### Information
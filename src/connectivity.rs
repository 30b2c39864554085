//! Connectivity tracker: is the backend reachable right now?
//!
//! DESIGN
//! ======
//! A single mode flag behind a `watch` channel, shared (`Arc`) between the
//! session task and the backend calls it spawns. Any failed call flips the
//! mode to offline; any successful call flips it back. While offline, calls
//! are skipped without being started.
//!
//! There is no background reconnect poll. The mode only changes on the next
//! explicit attempt made while online, on `probe`, or on `mark_online`.

use std::future::Future;

use tokio::sync::watch;
use tracing::{debug, info, warn};

use crate::api::WhiteboardApi;
use crate::error::{ApiError, ErrorCode};

#[derive(Clone, Copy, Debug, Default, PartialEq, Eq)]
pub enum ConnectivityMode {
    #[default]
    Online,
    Offline,
}

/// Outcome of a gated backend call.
#[derive(Debug)]
pub enum Attempt<T> {
    /// The call ran and succeeded.
    Completed(T),
    /// The tracker was offline; the call was never started.
    Skipped,
    /// The call ran and failed; the tracker is now offline.
    Failed(ApiError),
}

impl<T> Attempt<T> {
    /// Collapse to the value, or `fallback` if skipped or failed.
    pub fn unwrap_or(self, fallback: T) -> T {
        match self {
            Self::Completed(v) => v,
            Self::Skipped | Self::Failed(_) => fallback,
        }
    }

    pub fn ok(self) -> Option<T> {
        match self {
            Self::Completed(v) => Some(v),
            Self::Skipped | Self::Failed(_) => None,
        }
    }

    #[must_use]
    pub fn is_completed(&self) -> bool {
        matches!(self, Self::Completed(_))
    }
}

#[derive(Debug)]
pub struct ConnectivityTracker {
    mode: watch::Sender<ConnectivityMode>,
}

impl ConnectivityTracker {
    #[must_use]
    pub fn new(initial: ConnectivityMode) -> Self {
        let (mode, _) = watch::channel(initial);
        Self { mode }
    }

    #[must_use]
    pub fn mode(&self) -> ConnectivityMode {
        *self.mode.borrow()
    }

    #[must_use]
    pub fn is_online(&self) -> bool {
        self.mode() == ConnectivityMode::Online
    }

    /// Receiver for the persistent offline indicator.
    #[must_use]
    pub fn subscribe(&self) -> watch::Receiver<ConnectivityMode> {
        self.mode.subscribe()
    }

    pub fn mark_online(&self) {
        if self.set(ConnectivityMode::Online) {
            info!("backend reachable, switching to online mode");
        }
    }

    pub fn mark_offline(&self) {
        if self.set(ConnectivityMode::Offline) {
            warn!("backend unreachable, switching to offline mode");
        }
    }

    /// One reachability check against the health endpoint. Returns the new mode.
    pub async fn probe(&self, api: &dyn WhiteboardApi) -> ConnectivityMode {
        match api.health().await {
            Ok(()) => self.mark_online(),
            Err(e) => {
                debug!(error = %e, code = e.error_code(), "health probe failed");
                self.mark_offline();
            }
        }
        self.mode()
    }

    /// Run `op` unless offline, updating the mode from its outcome.
    pub async fn attempt<T, F, Fut>(&self, op: F) -> Attempt<T>
    where
        F: FnOnce() -> Fut,
        Fut: Future<Output = Result<T, ApiError>>,
    {
        if !self.is_online() {
            debug!("offline, skipping backend call");
            return Attempt::Skipped;
        }
        match op().await {
            Ok(v) => {
                self.mark_online();
                Attempt::Completed(v)
            }
            Err(e) => {
                warn!(error = %e, code = e.error_code(), retryable = e.retryable(), "backend call failed");
                self.mark_offline();
                Attempt::Failed(e)
            }
        }
    }

    /// Run `op` unless offline; return `fallback` if skipped or failed.
    /// Never errors.
    pub async fn try_server_operation<T, F, Fut>(&self, op: F, fallback: T) -> T
    where
        F: FnOnce() -> Fut,
        Fut: Future<Output = Result<T, ApiError>>,
    {
        self.attempt(op).await.unwrap_or(fallback)
    }

    fn set(&self, next: ConnectivityMode) -> bool {
        self.mode.send_if_modified(|mode| {
            if *mode == next {
                return false;
            }
            *mode = next;
            true
        })
    }
}

impl Default for ConnectivityTracker {
    fn default() -> Self {
        Self::new(ConnectivityMode::Online)
    }
}

// =============================================================================
// TESTS
// =============================================================================

#[cfg(test)]
#[path = "connectivity_test.rs"]
mod tests;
######
▸ **Action item**:
Give nothing except how many lines of the records include "switching".

▸ **Output of the task**:
2